*Problem requirements:* A word-for-word transcript of every entry is required.

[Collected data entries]
----

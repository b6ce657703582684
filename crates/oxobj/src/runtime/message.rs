//! Message resolution, receiver substitution and forwarding.
//!
//! [`Runtime::resolve`] maps a receiver and selector to an implementation:
//!
//! 1. nil receiver: an implementation returning zero (float-returning
//!    selectors are fatal, there is no float zero in a machine word)
//! 2. fast path: lock-free lookup in the receiver class's installed table
//! 3. slow path: run the initialize protocol and look again (the look-aside
//!    table serves the initializing thread)
//! 4. receiver substitution: per-class hooks (walking up the superclasses),
//!    then the runtime-wide hook; a new receiver restarts the lookup,
//!    bounded by [`RuntimeConfig::max_forwarding_depth`]
//! 5. the forwarding hook, which must return an implementation; without one
//!    the receiver does not recognize the selector, which is fatal
//!
//! [`RuntimeConfig::max_forwarding_depth`]: crate::RuntimeConfig::max_forwarding_depth

use std::sync::Arc;

use oxobj_log::trace;

use crate::error::fatal;
use crate::runtime::class::Class;
use crate::runtime::dispatch::sign;
use crate::runtime::encoding::ReturnKind;
use crate::runtime::object::Id;
use crate::runtime::selector::Sel;
use crate::runtime::{Imp, Runtime, read, write};

/// Offers a replacement receiver for a selector the receiver lacks.
pub type SubstitutionHook = Arc<dyn Fn(&Runtime, Id, Sel) -> Option<Id> + Send + Sync>;

/// Last resort for an unrecognized selector: returns the implementation to
/// run in place of the missing method.
pub type ForwardHook = Arc<dyn Fn(&Runtime, Id, Sel) -> Imp + Send + Sync>;

fn nil_imp(_: &Runtime, _: Id, _: Sel, _: &[usize]) -> usize {
    0
}

/// Default forwarding target.
fn does_not_recognize(rt: &Runtime, receiver: Id, sel: Sel, _: &[usize]) -> usize {
    match rt.object_class(receiver) {
        Some(class) => fatal!(
            "{}[{} {}]: does not recognize selector",
            sign(class),
            class.name(),
            rt.sel_name(sel)
        ),
        None => fatal!("{receiver:?} does not recognize selector '{}'", rt.sel_name(sel)),
    }
}

impl Runtime {
    /// Resolves the implementation `receiver` runs for `sel`.
    ///
    /// `receiver` is updated when a substitution hook supplies a new one; the
    /// returned implementation must be called with the updated value.
    ///
    /// # Panics
    ///
    /// Panics (through the default forwarding target) when nothing answers
    /// `sel`, when substitution exceeds the configured depth, or when a
    /// float-returning selector is sent to nil.
    pub fn resolve(&self, receiver: &mut Id, sel: Sel) -> Imp {
        let Some(class) = self.receiver_class(*receiver, sel) else {
            return nil_imp;
        };
        if let Some(slot) = class.inner().dtable.load().lookup(sel.as_u32()) {
            return slot.imp;
        }
        self.resolve_slow(receiver, class, sel)
    }

    fn receiver_class(&self, receiver: Id, sel: Sel) -> Option<Class> {
        if receiver.is_nil() {
            if self.selectors.return_kind(sel) == ReturnKind::Float {
                fatal!("float-returning selector '{}' sent to nil", self.sel_name(sel));
            }
            return None;
        }
        match self.object_class(receiver) {
            Some(class) => Some(class),
            None => fatal!("{receiver:?} has no class (unregistered tagged index)"),
        }
    }

    #[cold]
    fn resolve_slow(&self, receiver: &mut Id, mut class: Class, sel: Sel) -> Imp {
        let mut depth = 0;
        loop {
            self.ensure_initialized(class);
            if let Some(slot) = self.table_snapshot(class).lookup(sel.as_u32()) {
                return slot.imp;
            }

            let Some(next) = self.substitute(*receiver, class, sel) else {
                break;
            };
            depth += 1;
            if depth > self.config.max_forwarding_depth {
                fatal!(
                    "forwarding loop: {}[{} {}] substituted {depth} times",
                    sign(class),
                    class.name(),
                    self.sel_name(sel)
                );
            }
            trace!("substituted {next:?} for {:?} on '{}'", *receiver, self.sel_name(sel));
            *receiver = next;
            let Some(next_class) = self.receiver_class(next, sel) else {
                return nil_imp;
            };
            class = next_class;
            if let Some(slot) = class.inner().dtable.load().lookup(sel.as_u32()) {
                return slot.imp;
            }
        }

        let hook = read(&self.forward_hook).clone();
        match hook {
            Some(hook) => hook(self, *receiver, sel),
            None => does_not_recognize,
        }
    }

    fn substitute(&self, receiver: Id, class: Class, sel: Sel) -> Option<Id> {
        let mut current = Some(class);
        while let Some(c) = current {
            let hook = read(&c.inner().substitution).clone();
            if let Some(next) = hook.and_then(|hook| hook(self, receiver, sel)) {
                return Some(next);
            }
            current = c.superclass().filter(|sup| sup.is_metaclass() == c.is_metaclass());
        }
        let hook = read(&self.substitution_hook).clone();
        hook.and_then(|hook| hook(self, receiver, sel))
    }

    /// Sends `sel` to `receiver` with `args`.
    pub fn send(&self, receiver: Id, sel: Sel, args: &[usize]) -> usize {
        let mut receiver = receiver;
        let imp = self.resolve(&mut receiver, sel);
        imp(self, receiver, sel, args)
    }

    /// Sends `sel` to `receiver`, starting the lookup at the superclass of
    /// `class` (the class whose method is making the call; pass the
    /// metaclass from a class method).
    pub fn send_super(&self, class: Class, receiver: Id, sel: Sel, args: &[usize]) -> usize {
        if receiver.is_nil() {
            return nil_imp(self, receiver, sel, args);
        }
        self.ensure_initialized(class);
        let slot = class
            .superclass()
            .and_then(|sup| self.table_snapshot(sup).lookup(sel.as_u32()).cloned());
        let imp = match slot {
            Some(slot) => slot.imp,
            None => {
                let hook = read(&self.forward_hook).clone();
                hook.map_or(does_not_recognize as Imp, |hook| hook(self, receiver, sel))
            }
        };
        imp(self, receiver, sel, args)
    }

    /// Returns true if `receiver`'s class has an implementation for `sel`.
    /// Does not consult substitution or forwarding.
    #[must_use]
    pub fn responds_to(&self, receiver: Id, sel: Sel) -> bool {
        self.object_class(receiver)
            .is_some_and(|class| self.lookup_slot(class, sel).is_some())
    }

    /// Installs or clears the runtime-wide substitution hook.
    pub fn set_substitution_hook(&self, hook: Option<SubstitutionHook>) {
        *write(&self.substitution_hook) = hook;
    }

    /// Installs or clears the substitution hook of one class. It serves
    /// instances of the class and of its subclasses; pass the metaclass for
    /// class-object receivers.
    pub fn set_class_substitution_hook(&self, class: Class, hook: Option<SubstitutionHook>) {
        *write(&class.inner().substitution) = hook;
    }

    /// Installs or clears the forwarding hook.
    pub fn set_forward_hook(&self, hook: Option<ForwardHook>) {
        *write(&self.forward_hook) = hook;
    }
}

----

*Written answer:*
repository b6ce657703582684
filename crates/oxobj/src/runtime/message.rs
//! Message resolution, receiver substitution and forwarding.
//!
//! [`Runtime::resolve`] maps a receiver and selector to an implementation:
//!
//! 1. nil receiver: an implementation returning zero (float-returning
//!    selectors are fatal, there is no float zero in a machine word)
//! 2. fast path: lock-free lookup in the receiver class's installed table
//! 3. slow path: run the initialize protocol and look again (the look-aside
//!    table serves the initializing thread)
//! 4. receiver substitution: per-class hooks (walking up the superclasses),
//!    then the runtime-wide hook; a new receiver restarts the lookup,
//!    bounded by [`RuntimeConfig::max_forwarding_depth`]
//! 5. the forwarding hook, which must return an implementation; without one
//!    the receiver does not recognize the selector, which is fatal
//!
//! [`RuntimeConfig::max_forwarding_depth`]: crate::RuntimeConfig::max_forwarding_depth

use std::sync::Arc;

use oxobj_log::trace;

use crate::error::fatal;
use crate::runtime::class::Class;
use crate::runtime::dispatch::sign;
use crate::runtime::encoding::ReturnKind;
use crate::runtime::object::Id;
use crate::runtime::selector::Sel;
use crate::runtime::{Imp, Runtime, read, write};

/// Offers a replacement receiver for a selector the receiver lacks.
pub type SubstitutionHook = Arc<dyn Fn(&Runtime, Id, Sel) -> Option<Id> + Send + Sync>;

/// Last resort for an unrecognized selector: returns the implementation to
/// run in place of the missing method.
pub type ForwardHook = Arc<dyn Fn(&Runtime, Id, Sel) -> Imp + Send + Sync>;

fn nil_imp(_: &Runtime, _: Id, _: Sel, _: &[usize]) -> usize {
    0
}

/// Default forwarding target.
fn does_not_recognize(rt: &Runtime, receiver: Id, sel: Sel, _: &[usize]) -> usize {
    match rt.object_class(receiver) {
        Some(class) => fatal!(
            "{}[{} {}]: does not recognize selector",
            sign(class),
            class.name(),
            rt.sel_name(sel)
        ),
        None => fatal!("{receiver:?} does not recognize selector '{}'", rt.sel_name(sel)),
    }
}

impl Runtime {
    /// Resolves the implementation `receiver` runs for `sel`.
    ///
    /// `receiver` is updated when a substitution hook supplies a new one; the
    /// returned implementation must be called with the updated value.
    ///
    /// # Panics
    ///
    /// Panics (through the default forwarding target) when nothing answers
    /// `sel`, when substitution exceeds the configured depth, or when a
    /// float-returning selector is sent to nil.
    pub fn resolve(&self, receiver: &mut Id, sel: Sel) -> Imp {
        let Some(class) = self.receiver_class(*receiver, sel) else {
            return nil_imp;
        };
        if let Some(slot) = class.inner().dtable.load().lookup(sel.as_u32()) {
            return slot.imp;
        }
        self.resolve_slow(receiver, class, sel)
    }

    fn receiver_class(&self, receiver: Id, sel: Sel) -> Option<Class> {
        if receiver.is_nil() {
            if self.selectors.return_kind(sel) == ReturnKind::Float {
                fatal!("float-returning selector '{}' sent to nil", self.sel_name(sel));
            }
            return None;
        }
        match self.object_class(receiver) {
            Some(class) => Some(class),
            None => fatal!("{receiver:?} has no class (unregistered tagged index)"),
        }
    }

    #[cold]
    fn resolve_slow(&self, receiver: &mut Id, mut class: Class, sel: Sel) -> Imp {
        let mut depth = 0;
        loop {
            self.ensure_initialized(class);
            if let Some(slot) = self.table_snapshot(class).lookup(sel.as_u32()) {
                return slot.imp;
            }

            let Some(next) = self.substitute(*receiver, class, sel) else {
                break;
            };
            depth += 1;
            if depth > self.config.max_forwarding_depth {
                fatal!(
                    "forwarding loop: {}[{} {}] substituted {depth} times",
                    sign(class),
                    class.name(),
                    self.sel_name(sel)
                );
            }
            trace!("substituted {next:?} for {:?} on '{}'", *receiver, self.sel_name(sel));
            *receiver = next;
            let Some(next_class) = self.receiver_class(next, sel) else {
                return nil_imp;
            };
            class = next_class;
            if let Some(slot) = class.inner().dtable.load().lookup(sel.as_u32()) {
                return slot.imp;
            }
        }

        let hook = read(&self.forward_hook).clone();
        match hook {
            Some(hook) => hook(self, *receiver, sel),
            None => does_not_recognize,
        }
    }

    fn substitute(&self, receiver: Id, class: Class, sel: Sel) -> Option<Id> {
        let mut current = Some(class);
        while let Some(c) = current {
            let hook = read(&c.inner().substitution).clone();
            if let Some(next) = hook.and_then(|hook| hook(self, receiver, sel)) {
                return Some(next);
            }
            current = c.superclass().filter(|sup| sup.is_metaclass() == c.is_metaclass());
        }
        let hook = read(&self.substitution_hook).clone();
        hook.and_then(|hook| hook(self, receiver, sel))
    }

    /// Sends `sel` to `receiver` with `args`.
    pub fn send(&self, receiver: Id, sel: Sel, args: &[usize]) -> usize {
        let mut receiver = receiver;
        let imp = self.resolve(&mut receiver, sel);
        imp(self, receiver, sel, args)
    }

    /// Sends `sel` to `receiver`, starting the lookup at the superclass of
    /// `class` (the class whose method is making the call; pass the
    /// metaclass from a class method).
    pub fn send_super(&self, class: Class, receiver: Id, sel: Sel, args: &[usize]) -> usize {
        if receiver.is_nil() {
            return nil_imp(self, receiver, sel, args);
        }
        self.ensure_initialized(class);
        let slot = class
            .superclass()
            .and_then(|sup| self.table_snapshot(sup).lookup(sel.as_u32()).cloned());
        let imp = match slot {
            Some(slot) => slot.imp,
            None => {
                let hook = read(&self.forward_hook).clone();
                hook.map_or(does_not_recognize as Imp, |hook| hook(self, receiver, sel))
            }
        };
        imp(self, receiver, sel, args)
    }

    /// Returns true if `receiver`'s class has an implementation for `sel`.
    /// Does not consult substitution or forwarding.
    #[must_use]
    pub fn responds_to(&self, receiver: Id, sel: Sel) -> bool {
        self.object_class(receiver)
            .is_some_and(|class| self.lookup_slot(class, sel).is_some())
    }

    /// Installs or clears the runtime-wide substitution hook.
    pub fn set_substitution_hook(&self, hook: Option<SubstitutionHook>) {
        *write(&self.substitution_hook) = hook;
    }

    /// Installs or clears the substitution hook of one class. It serves
    /// instances of the class and of its subclasses; pass the metaclass for
    /// class-object receivers.
    pub fn set_class_substitution_hook(&self, class: Class, hook: Option<SubstitutionHook>) {
        *write(&class.inner().substitution) = hook;
    }

    /// Installs or clears the forwarding hook.
    pub fn set_forward_hook(&self, hook: Option<ForwardHook>) {
        *write(&self.forward_hook) = hook;
    }
}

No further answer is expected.